[INPUT]
--- START ---

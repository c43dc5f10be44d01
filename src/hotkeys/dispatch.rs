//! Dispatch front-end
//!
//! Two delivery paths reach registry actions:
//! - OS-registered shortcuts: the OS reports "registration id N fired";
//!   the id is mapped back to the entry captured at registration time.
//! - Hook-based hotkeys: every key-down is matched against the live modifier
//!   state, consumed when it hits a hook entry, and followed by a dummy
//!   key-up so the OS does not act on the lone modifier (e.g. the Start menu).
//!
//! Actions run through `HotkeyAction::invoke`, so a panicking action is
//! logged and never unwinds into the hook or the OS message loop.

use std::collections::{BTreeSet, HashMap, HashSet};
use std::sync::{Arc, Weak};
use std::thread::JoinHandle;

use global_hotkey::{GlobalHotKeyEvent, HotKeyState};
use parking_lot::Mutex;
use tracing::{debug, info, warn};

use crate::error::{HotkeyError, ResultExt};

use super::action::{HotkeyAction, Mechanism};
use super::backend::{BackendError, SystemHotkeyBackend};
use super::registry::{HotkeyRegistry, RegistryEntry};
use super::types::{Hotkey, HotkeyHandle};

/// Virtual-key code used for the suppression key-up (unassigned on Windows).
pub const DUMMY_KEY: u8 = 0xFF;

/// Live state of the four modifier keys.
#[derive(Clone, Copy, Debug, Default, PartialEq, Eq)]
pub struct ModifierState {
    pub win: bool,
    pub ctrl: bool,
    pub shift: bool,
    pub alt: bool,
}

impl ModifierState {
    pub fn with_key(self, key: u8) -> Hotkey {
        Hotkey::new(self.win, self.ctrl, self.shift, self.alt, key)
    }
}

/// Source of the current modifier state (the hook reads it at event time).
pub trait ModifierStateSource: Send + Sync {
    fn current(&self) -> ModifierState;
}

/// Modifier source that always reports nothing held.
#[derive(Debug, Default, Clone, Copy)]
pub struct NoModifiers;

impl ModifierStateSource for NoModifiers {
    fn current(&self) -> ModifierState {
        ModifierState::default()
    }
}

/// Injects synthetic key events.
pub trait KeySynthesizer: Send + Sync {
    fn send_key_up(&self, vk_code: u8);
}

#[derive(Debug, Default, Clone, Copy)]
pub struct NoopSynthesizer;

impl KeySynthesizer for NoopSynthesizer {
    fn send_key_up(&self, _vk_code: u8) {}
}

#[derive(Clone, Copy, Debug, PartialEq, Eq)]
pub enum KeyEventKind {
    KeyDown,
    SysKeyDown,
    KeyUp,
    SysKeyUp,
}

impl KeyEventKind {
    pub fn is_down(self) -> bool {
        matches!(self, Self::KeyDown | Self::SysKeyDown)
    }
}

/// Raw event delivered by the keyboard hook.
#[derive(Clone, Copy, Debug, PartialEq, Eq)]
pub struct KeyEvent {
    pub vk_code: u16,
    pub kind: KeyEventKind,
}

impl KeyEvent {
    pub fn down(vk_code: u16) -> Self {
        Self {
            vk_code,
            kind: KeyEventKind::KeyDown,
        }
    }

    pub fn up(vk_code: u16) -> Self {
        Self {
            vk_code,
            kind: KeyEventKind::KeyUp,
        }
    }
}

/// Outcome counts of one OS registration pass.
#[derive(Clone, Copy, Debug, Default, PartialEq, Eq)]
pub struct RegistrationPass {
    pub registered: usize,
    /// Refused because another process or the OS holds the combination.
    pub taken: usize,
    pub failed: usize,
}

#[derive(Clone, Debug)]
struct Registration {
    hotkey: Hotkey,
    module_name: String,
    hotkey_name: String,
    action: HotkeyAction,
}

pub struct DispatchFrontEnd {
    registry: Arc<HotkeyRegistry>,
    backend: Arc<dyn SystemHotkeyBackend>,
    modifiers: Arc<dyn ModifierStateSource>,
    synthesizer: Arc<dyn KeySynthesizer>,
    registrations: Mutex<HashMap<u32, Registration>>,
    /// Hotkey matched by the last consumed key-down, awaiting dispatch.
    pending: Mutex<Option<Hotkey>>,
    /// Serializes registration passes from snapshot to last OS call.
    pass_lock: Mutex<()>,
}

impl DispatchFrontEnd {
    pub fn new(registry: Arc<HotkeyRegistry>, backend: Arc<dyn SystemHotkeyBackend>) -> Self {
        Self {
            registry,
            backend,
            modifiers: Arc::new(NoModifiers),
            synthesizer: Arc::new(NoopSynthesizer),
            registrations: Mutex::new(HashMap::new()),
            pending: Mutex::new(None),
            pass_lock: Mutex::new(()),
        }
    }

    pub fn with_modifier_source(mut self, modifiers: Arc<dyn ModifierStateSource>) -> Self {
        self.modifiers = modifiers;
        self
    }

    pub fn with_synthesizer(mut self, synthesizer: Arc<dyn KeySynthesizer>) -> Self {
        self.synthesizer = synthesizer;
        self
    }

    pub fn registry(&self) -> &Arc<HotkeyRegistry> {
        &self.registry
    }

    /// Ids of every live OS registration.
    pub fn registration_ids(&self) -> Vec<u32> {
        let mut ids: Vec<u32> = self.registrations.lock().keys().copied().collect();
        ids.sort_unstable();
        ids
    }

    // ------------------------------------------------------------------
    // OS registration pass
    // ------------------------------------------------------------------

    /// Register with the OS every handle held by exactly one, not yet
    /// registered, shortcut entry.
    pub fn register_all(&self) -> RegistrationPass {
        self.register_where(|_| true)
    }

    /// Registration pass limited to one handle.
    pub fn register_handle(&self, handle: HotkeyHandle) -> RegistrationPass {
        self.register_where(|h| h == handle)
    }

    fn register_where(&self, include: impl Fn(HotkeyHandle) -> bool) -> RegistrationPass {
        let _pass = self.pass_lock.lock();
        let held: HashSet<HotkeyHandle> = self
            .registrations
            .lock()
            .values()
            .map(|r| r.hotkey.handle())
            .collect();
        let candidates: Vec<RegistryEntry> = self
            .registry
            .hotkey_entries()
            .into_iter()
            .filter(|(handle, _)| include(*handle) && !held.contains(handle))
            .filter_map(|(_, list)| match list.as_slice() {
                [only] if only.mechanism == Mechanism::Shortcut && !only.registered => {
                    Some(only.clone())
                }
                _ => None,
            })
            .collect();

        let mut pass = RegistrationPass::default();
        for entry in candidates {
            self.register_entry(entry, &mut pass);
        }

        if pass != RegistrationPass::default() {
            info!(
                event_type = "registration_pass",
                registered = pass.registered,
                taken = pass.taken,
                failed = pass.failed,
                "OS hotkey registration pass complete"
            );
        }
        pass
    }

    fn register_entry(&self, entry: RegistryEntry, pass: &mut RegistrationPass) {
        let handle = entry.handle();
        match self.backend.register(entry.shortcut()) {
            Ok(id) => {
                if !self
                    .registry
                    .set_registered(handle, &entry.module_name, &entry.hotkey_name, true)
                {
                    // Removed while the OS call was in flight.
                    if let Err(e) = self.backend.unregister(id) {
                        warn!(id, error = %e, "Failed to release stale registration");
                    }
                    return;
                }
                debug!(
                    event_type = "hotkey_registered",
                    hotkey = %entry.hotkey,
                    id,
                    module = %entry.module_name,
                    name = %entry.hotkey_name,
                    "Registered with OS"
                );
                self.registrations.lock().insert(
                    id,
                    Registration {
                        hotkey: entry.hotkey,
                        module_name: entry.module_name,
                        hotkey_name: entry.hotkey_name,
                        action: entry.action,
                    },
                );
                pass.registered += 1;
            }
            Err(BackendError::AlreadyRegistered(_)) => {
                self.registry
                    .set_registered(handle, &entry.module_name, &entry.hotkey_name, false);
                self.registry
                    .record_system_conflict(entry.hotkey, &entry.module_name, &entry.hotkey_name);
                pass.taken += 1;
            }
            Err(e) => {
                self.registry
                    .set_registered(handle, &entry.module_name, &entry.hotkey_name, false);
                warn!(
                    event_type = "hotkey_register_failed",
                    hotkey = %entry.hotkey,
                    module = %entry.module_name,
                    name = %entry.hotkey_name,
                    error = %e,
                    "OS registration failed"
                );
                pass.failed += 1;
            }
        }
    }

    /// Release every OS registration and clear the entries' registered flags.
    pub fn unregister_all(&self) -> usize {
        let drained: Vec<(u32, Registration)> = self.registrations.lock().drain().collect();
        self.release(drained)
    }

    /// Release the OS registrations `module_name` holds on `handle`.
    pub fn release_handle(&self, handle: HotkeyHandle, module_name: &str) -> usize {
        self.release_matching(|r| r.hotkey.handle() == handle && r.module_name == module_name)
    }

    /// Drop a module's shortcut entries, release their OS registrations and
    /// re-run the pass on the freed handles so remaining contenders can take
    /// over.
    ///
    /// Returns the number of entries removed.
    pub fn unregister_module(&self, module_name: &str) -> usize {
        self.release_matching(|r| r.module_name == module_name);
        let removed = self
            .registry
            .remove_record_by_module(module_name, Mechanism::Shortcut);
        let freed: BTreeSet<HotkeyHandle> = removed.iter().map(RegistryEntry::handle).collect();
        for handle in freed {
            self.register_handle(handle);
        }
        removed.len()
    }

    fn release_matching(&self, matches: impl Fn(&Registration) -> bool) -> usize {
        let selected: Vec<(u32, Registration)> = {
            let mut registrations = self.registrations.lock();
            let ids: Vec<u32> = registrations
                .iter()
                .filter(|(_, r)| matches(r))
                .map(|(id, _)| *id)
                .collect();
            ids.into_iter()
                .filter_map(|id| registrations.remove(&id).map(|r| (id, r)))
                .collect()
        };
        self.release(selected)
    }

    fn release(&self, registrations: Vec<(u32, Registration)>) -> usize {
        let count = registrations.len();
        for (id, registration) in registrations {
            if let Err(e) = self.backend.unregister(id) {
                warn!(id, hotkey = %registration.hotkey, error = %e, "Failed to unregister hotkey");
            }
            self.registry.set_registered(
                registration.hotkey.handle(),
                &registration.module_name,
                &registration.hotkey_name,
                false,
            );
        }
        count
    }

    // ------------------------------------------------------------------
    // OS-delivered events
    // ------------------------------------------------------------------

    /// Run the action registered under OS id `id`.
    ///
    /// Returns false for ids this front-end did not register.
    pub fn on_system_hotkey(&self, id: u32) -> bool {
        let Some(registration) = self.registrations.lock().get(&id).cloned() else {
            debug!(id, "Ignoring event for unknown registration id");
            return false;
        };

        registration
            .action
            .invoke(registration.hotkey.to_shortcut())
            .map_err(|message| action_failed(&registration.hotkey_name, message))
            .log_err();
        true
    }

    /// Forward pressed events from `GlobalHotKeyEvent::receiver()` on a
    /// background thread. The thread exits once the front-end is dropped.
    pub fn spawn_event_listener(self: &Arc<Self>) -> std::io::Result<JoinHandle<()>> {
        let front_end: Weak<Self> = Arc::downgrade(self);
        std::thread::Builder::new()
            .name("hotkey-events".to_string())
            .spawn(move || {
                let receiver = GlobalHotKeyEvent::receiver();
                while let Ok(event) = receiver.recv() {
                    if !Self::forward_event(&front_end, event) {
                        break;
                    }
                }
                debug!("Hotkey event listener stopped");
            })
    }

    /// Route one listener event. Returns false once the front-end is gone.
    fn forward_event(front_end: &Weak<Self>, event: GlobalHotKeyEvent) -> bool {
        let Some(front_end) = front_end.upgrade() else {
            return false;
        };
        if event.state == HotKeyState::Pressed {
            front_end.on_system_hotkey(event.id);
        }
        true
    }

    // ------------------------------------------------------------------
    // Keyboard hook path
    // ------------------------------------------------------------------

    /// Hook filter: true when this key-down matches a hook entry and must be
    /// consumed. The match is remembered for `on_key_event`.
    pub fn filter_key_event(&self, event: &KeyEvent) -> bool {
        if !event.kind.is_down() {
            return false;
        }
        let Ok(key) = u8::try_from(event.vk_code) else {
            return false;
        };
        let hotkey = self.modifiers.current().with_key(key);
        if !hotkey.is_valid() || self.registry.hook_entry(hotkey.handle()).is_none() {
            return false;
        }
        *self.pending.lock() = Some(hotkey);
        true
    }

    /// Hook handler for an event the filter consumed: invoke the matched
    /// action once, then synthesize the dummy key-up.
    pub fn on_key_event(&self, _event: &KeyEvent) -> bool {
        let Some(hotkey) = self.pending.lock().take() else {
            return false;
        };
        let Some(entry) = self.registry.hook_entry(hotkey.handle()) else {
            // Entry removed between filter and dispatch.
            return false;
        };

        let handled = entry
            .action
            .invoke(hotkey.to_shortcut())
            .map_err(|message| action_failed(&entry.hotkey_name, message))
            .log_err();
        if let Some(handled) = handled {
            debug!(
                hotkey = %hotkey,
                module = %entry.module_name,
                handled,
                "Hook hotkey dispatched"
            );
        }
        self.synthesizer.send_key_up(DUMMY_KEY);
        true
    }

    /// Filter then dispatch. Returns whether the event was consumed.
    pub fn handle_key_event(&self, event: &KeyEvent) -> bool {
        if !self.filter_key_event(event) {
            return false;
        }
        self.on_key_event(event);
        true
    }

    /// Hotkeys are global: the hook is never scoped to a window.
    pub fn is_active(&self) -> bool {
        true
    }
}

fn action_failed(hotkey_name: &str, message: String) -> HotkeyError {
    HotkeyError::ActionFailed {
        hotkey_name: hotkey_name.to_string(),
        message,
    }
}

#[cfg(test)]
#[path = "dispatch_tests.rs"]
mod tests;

--- END ---

[TASK DESCRIPTION]
From the listing above, pick out every line containing "current".

[OUTPUT FOR THIS TASK]
/// Source of the current modifier state (the hook reads it at event time).
    fn current(&self) -> ModifierState;
    fn current(&self) -> ModifierState {
        let hotkey = self.modifiers.current().with_key(key);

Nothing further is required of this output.